Task goal> As an exercise, copy out the entries exactly as written.
*** Dataset excerpts
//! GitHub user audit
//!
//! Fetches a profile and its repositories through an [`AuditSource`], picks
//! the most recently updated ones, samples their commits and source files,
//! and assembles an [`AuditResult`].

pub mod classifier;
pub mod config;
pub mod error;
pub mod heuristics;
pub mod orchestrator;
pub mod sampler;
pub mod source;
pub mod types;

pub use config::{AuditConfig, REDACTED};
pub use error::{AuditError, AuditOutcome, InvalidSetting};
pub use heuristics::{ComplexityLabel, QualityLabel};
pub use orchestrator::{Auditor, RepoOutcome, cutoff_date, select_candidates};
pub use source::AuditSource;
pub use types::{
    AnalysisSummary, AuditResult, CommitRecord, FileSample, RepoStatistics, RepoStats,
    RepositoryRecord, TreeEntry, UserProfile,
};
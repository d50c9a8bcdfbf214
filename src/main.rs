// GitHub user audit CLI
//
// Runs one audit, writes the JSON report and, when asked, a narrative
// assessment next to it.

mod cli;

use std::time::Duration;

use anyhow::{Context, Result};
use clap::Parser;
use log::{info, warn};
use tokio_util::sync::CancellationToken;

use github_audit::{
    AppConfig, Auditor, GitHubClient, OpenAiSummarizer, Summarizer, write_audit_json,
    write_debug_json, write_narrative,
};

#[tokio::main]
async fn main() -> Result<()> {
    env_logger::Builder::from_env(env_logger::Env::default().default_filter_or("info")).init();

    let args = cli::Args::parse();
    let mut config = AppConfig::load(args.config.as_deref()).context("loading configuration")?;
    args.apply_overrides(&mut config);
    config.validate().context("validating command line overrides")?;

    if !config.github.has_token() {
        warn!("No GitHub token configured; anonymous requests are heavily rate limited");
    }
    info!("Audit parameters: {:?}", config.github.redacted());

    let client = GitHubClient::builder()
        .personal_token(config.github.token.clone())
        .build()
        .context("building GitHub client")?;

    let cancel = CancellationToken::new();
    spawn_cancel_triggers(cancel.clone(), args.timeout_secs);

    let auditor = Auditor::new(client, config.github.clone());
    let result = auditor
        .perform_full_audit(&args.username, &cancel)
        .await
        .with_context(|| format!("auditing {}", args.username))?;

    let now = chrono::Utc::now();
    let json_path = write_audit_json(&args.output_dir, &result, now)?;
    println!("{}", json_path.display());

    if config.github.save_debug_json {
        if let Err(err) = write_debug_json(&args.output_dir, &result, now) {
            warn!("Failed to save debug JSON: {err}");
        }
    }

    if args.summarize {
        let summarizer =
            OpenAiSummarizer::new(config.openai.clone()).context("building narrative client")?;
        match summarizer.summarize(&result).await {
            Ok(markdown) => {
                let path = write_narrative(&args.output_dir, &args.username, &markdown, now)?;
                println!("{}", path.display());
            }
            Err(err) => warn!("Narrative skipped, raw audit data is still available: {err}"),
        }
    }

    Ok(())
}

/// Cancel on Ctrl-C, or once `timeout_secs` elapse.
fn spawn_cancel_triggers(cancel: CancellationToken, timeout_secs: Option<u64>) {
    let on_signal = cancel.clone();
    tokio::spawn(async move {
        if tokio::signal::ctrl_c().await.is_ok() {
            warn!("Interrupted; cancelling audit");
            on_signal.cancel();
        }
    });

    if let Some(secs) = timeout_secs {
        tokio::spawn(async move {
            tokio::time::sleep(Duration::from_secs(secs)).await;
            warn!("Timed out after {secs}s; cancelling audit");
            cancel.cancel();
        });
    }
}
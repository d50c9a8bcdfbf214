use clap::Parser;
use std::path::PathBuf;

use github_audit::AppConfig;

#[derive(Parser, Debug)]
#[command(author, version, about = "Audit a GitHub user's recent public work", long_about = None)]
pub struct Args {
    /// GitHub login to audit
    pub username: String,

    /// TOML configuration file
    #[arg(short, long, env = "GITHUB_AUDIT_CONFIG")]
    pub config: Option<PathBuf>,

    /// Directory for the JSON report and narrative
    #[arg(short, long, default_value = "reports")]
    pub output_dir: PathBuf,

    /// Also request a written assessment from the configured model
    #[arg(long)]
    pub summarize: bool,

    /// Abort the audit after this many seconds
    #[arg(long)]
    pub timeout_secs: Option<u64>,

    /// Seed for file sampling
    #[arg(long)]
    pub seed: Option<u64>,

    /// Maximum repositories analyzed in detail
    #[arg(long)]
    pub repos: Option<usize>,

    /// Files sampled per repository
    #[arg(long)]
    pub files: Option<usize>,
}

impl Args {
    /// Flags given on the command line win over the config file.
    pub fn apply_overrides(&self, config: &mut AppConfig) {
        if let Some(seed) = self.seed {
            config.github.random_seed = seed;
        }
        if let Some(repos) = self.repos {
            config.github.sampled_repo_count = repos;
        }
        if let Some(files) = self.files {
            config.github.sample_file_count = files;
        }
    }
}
******
Solution for this exercise>
//! GitHub user audit
//!
//! Fetches a profile and its repositories through an [`AuditSource`], picks
//! the most recently updated ones, samples their commits and source files,
//! and assembles an [`AuditResult`].

pub mod classifier;
pub mod config;
pub mod error;
pub mod heuristics;
pub mod orchestrator;
pub mod sampler;
pub mod source;
pub mod types;

pub use config::{AuditConfig, REDACTED};
pub use error::{AuditError, AuditOutcome, InvalidSetting};
pub use heuristics::{ComplexityLabel, QualityLabel};
pub use orchestrator::{Auditor, RepoOutcome, cutoff_date, select_candidates};
pub use source::AuditSource;
pub use types::{
    AnalysisSummary, AuditResult, CommitRecord, FileSample, RepoStatistics, RepoStats,
    RepositoryRecord, TreeEntry, UserProfile,
};
repository d50c9a8bcdfbf214
filename src/main.rs
// GitHub user audit CLI
//
// Runs one audit, writes the JSON report and, when asked, a narrative
// assessment next to it.

mod cli;

use std::time::Duration;

use anyhow::{Context, Result};
use clap::Parser;
use log::{info, warn};
use tokio_util::sync::CancellationToken;

use github_audit::{
    AppConfig, Auditor, GitHubClient, OpenAiSummarizer, Summarizer, write_audit_json,
    write_debug_json, write_narrative,
};

#[tokio::main]
async fn main() -> Result<()> {
    env_logger::Builder::from_env(env_logger::Env::default().default_filter_or("info")).init();

    let args = cli::Args::parse();
    let mut config = AppConfig::load(args.config.as_deref()).context("loading configuration")?;
    args.apply_overrides(&mut config);
    config.validate().context("validating command line overrides")?;

    if !config.github.has_token() {
        warn!("No GitHub token configured; anonymous requests are heavily rate limited");
    }
    info!("Audit parameters: {:?}", config.github.redacted());

    let client = GitHubClient::builder()
        .personal_token(config.github.token.clone())
        .build()
        .context("building GitHub client")?;

    let cancel = CancellationToken::new();
    spawn_cancel_triggers(cancel.clone(), args.timeout_secs);

    let auditor = Auditor::new(client, config.github.clone());
    let result = auditor
        .perform_full_audit(&args.username, &cancel)
        .await
        .with_context(|| format!("auditing {}", args.username))?;

    let now = chrono::Utc::now();
    let json_path = write_audit_json(&args.output_dir, &result, now)?;
    println!("{}", json_path.display());

    if config.github.save_debug_json {
        if let Err(err) = write_debug_json(&args.output_dir, &result, now) {
            warn!("Failed to save debug JSON: {err}");
        }
    }

    if args.summarize {
        let summarizer =
            OpenAiSummarizer::new(config.openai.clone()).context("building narrative client")?;
        match summarizer.summarize(&result).await {
            Ok(markdown) => {
                let path = write_narrative(&args.output_dir, &args.username, &markdown, now)?;
                println!("{}", path.display());
            }
            Err(err) => warn!("Narrative skipped, raw audit data is still available: {err}"),
        }
    }

    Ok(())
}

/// Cancel on Ctrl-C, or once `timeout_secs` elapse.
fn spawn_cancel_triggers(cancel: CancellationToken, timeout_secs: Option<u64>) {
    let on_signal = cancel.clone();
    tokio::spawn(async move {
        if tokio::signal::ctrl_c().await.is_ok() {
            warn!("Interrupted; cancelling audit");
            on_signal.cancel();
        }
    });

    if let Some(secs) = timeout_secs {
        tokio::spawn(async move {
            tokio::time::sleep(Duration::from_secs(secs)).await;
            warn!("Timed out after {secs}s; cancelling audit");
            cancel.cancel();
        });
    }
}
repository d50c9a8bcdfbf214
use clap::Parser;
use std::path::PathBuf;

use github_audit::AppConfig;

#[derive(Parser, Debug)]
#[command(author, version, about = "Audit a GitHub user's recent public work", long_about = None)]
pub struct Args {
    /// GitHub login to audit
    pub username: String,

    /// TOML configuration file
    #[arg(short, long, env = "GITHUB_AUDIT_CONFIG")]
    pub config: Option<PathBuf>,

    /// Directory for the JSON report and narrative
    #[arg(short, long, default_value = "reports")]
    pub output_dir: PathBuf,

    /// Also request a written assessment from the configured model
    #[arg(long)]
    pub summarize: bool,

    /// Abort the audit after this many seconds
    #[arg(long)]
    pub timeout_secs: Option<u64>,

    /// Seed for file sampling
    #[arg(long)]
    pub seed: Option<u64>,

    /// Maximum repositories analyzed in detail
    #[arg(long)]
    pub repos: Option<usize>,

    /// Files sampled per repository
    #[arg(long)]
    pub files: Option<usize>,
}

impl Args {
    /// Flags given on the command line win over the config file.
    pub fn apply_overrides(&self, config: &mut AppConfig) {
        if let Some(seed) = self.seed {
            config.github.random_seed = seed;
        }
        if let Some(repos) = self.repos {
            config.github.sampled_repo_count = repos;
        }
        if let Some(files) = self.files {
            config.github.sample_file_count = files;
        }
    }
}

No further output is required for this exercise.